A deep dive into the official Docker image for Python

The official Python image for Docker is quite popular, and in fact I recommend one of its variations as a base image. But many people don’t quite understand what it does, which can lead to confusion and brokenness.

In this post I will therefore go over how it’s constructed, why it’s useful, how to use it correctly, as well as its limitations. In particular, I’ll be reading through the python:3.8-slim-buster variant, as of August 19, 2020, and explaining it as I go along.

Reading the Dockerfile

The base image

We start with the base image:

FROM debian:buster-slim

That is, the base image is Debian GNU/Linux 10, the current stable release of the Debian distribution, also known as Buster because Debian names all their releases after characters from Toy Story.

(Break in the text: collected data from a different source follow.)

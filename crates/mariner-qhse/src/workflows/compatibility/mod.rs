//! Ship-to-ship compatibility math: freeboard envelope, cargo hose length, and fender sizing.
//!
//! Every figure is optional. A missing or unusable input leaves the dependent outputs empty
//! instead of failing the whole assessment.

mod fender;
mod hose;
mod particulars;
mod router;

pub use fender::{
    berthing_energy, primary_fender_count, select_fender, virtual_displacement, PneumaticFender,
    FENDER_CATALOG, MAX_PRIMARY_FENDERS, MIN_PRIMARY_FENDERS,
};
pub use hose::{hose_length, FreeboardEnvelope};
pub use particulars::{CalculationOptions, CompatibilityRequest, VesselParticulars};
pub use router::compatibility_router;

use serde::Serialize;

/// Derived figures for one vessel.
#[derive(Debug, Clone, PartialEq, Serialize)]
pub struct VesselFigures {
    #[serde(skip_serializing_if = "Option::is_none")]
    pub name: Option<String>,
    pub max_freeboard: Option<f64>,
    pub min_freeboard: Option<f64>,
    pub added_mass_coefficient: Option<f64>,
}

impl VesselFigures {
    fn of(vessel: &VesselParticulars) -> Self {
        Self {
            name: vessel.name.clone(),
            max_freeboard: vessel.max_freeboard(),
            min_freeboard: vessel.min_freeboard(),
            added_mass_coefficient: vessel.added_mass_coefficient(),
        }
    }
}

#[derive(Debug, Clone, PartialEq, Serialize)]
pub struct CompatibilityReport {
    pub stbl: VesselFigures,
    pub ss: VesselFigures,
    #[serde(flatten)]
    pub freeboard: FreeboardEnvelope,
    pub hose_length: Option<f64>,
    pub added_mass_coefficient: Option<f64>,
    pub virtual_displacement: Option<f64>,
    pub berthing_energy: Option<f64>,
    pub design_energy: Option<f64>,
    pub selected_fender: Option<PneumaticFender>,
    pub primary_fender_count: Option<u8>,
    pub options: CalculationOptions,
}

/// Run every calculation for the pair.
pub fn assess(request: &CompatibilityRequest) -> CompatibilityReport {
    let options = request.options.sanitized();
    let stbl = VesselFigures::of(&request.stbl);
    let ss = VesselFigures::of(&request.ss);

    let freeboard = FreeboardEnvelope::of(&request.stbl, &request.ss);
    let hose_length = freeboard
        .freeboard_diff
        .and_then(|diff| hose_length(diff, &options));

    let added_mass_coefficient = match (stbl.added_mass_coefficient, ss.added_mass_coefficient) {
        (Some(left), Some(right)) => Some(left.max(right)),
        (value, None) | (None, value) => value,
    };
    let virtual_displacement = virtual_displacement(
        request.stbl.displacement(),
        request.ss.displacement(),
    );
    let berthing_energy = berthing_energy(virtual_displacement, added_mass_coefficient, &options);
    let design_energy = berthing_energy.map(|energy| energy * options.safety_factor);
    let selected_fender = design_energy.and_then(select_fender).copied();

    let shorter_loa = match (request.stbl.loa(), request.ss.loa()) {
        (Some(left), Some(right)) => Some(left.min(right)),
        _ => None,
    };
    let primary_fender_count = shorter_loa.and_then(primary_fender_count);

    CompatibilityReport {
        stbl,
        ss,
        freeboard,
        hose_length,
        added_mass_coefficient,
        virtual_displacement,
        berthing_energy,
        design_energy,
        selected_fender,
        primary_fender_count,
        options,
    }
}

#[cfg(test)]
mod tests {
    use super::*;

    fn request() -> CompatibilityRequest {
        CompatibilityRequest {
            stbl: VesselParticulars {
                name: Some("MT Aurora".to_string()),
                loa: Some(333.0),
                beam: Some(60.0),
                moulded_depth: Some(30.0),
                laden_draft: Some(21.0),
                ballast_draft: Some(9.0),
                displacement: Some(300_000.0),
            },
            ss: VesselParticulars {
                name: Some("MT Boreas".to_string()),
                loa: Some(250.0),
                beam: Some(44.0),
                moulded_depth: Some(21.0),
                laden_draft: Some(15.0),
                ballast_draft: Some(7.0),
                displacement: Some(100_000.0),
            },
            options: CalculationOptions::default(),
        }
    }

    #[test]
    fn full_particulars_produce_every_figure() {
        let report = assess(&request());

        // max(30-9, 21-7) = 21, min(30-21, 21-15) = 6
        assert_eq!(report.freeboard.max_freeboard, Some(21.0));
        assert_eq!(report.freeboard.min_freeboard, Some(6.0));
        assert_eq!(report.freeboard.freeboard_diff, Some(15.0));
        // (15 + 3.3 + 6) * 1.25 = 30.375
        assert_eq!(report.hose_length, Some(31.0));
        // max(1 + 42/60, 1 + 30/44)
        assert!((report.added_mass_coefficient.unwrap() - 1.7).abs() < 1e-9);
        assert_eq!(report.virtual_displacement, Some(75_000.0));
        // 0.5 * 0.5 * 1.7 * 75000 * 0.0625 = 1992.1875, * 1.5 = 2988.28125
        assert!((report.berthing_energy.unwrap() - 1992.1875).abs() < 1e-6);
        assert!((report.design_energy.unwrap() - 2988.281_25).abs() < 1e-6);
        assert_eq!(
            report.selected_fender.map(|fender| fender.designation),
            Some("4.5 x 9.0")
        );
        assert_eq!(report.primary_fender_count, Some(5));
    }

    #[test]
    fn missing_inputs_blank_only_dependent_outputs() {
        let mut request = request();
        request.ss.displacement = None;
        request.stbl.loa = Some(f64::NAN);

        let report = assess(&request);

        assert_eq!(report.freeboard.freeboard_diff, Some(15.0));
        assert_eq!(report.hose_length, Some(31.0));
        assert_eq!(report.virtual_displacement, None);
        assert_eq!(report.berthing_energy, None);
        assert_eq!(report.selected_fender, None);
        assert_eq!(report.primary_fender_count, None);
    }

    #[test]
    fn empty_request_yields_blank_report() {
        let report = assess(&CompatibilityRequest::default());
        assert_eq!(report.hose_length, None);
        assert_eq!(report.design_energy, None);
        assert_eq!(report.options, CalculationOptions::default());
    }

    #[test]
    fn report_serializes_flat_freeboard_fields() {
        let value = serde_json::to_value(assess(&request())).unwrap();
        assert_eq!(value["freeboard_diff"], serde_json::json!(15.0));
        assert_eq!(value["stbl"]["name"], serde_json::json!("MT Aurora"));
        assert!(value["ss"]["max_freeboard"].is_number());
    }
}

In case you’re wondering, Buster is Andy’s pet dog.

So to begin with, this is a Linux distribution that guarantees stability over time, while providing bug fixes. The slim variant has less packages installed, so no compilers for example.

Environment variables

Next, some environment variables. The first makes sure /usr/local/bin is early in the $PATH:

# ensure local python is preferred over distribution python
ENV PATH /usr/local/bin:$PATH

Basically, the Python image works by installing Python into /usr/local, so this ensures the executables it installs are the default ones used.

Next, the locale is set:


# http://bugs.python.org/issue19846
# > At the moment, setting "LANG=C" on a Linux system *fundamentally breaks Python 3*, and that's not OK.
ENV LANG C.UTF-8

As far as I can tell modern Python 3 will default to UTF-8 even without this, so I’m not sure it’s necessary these days.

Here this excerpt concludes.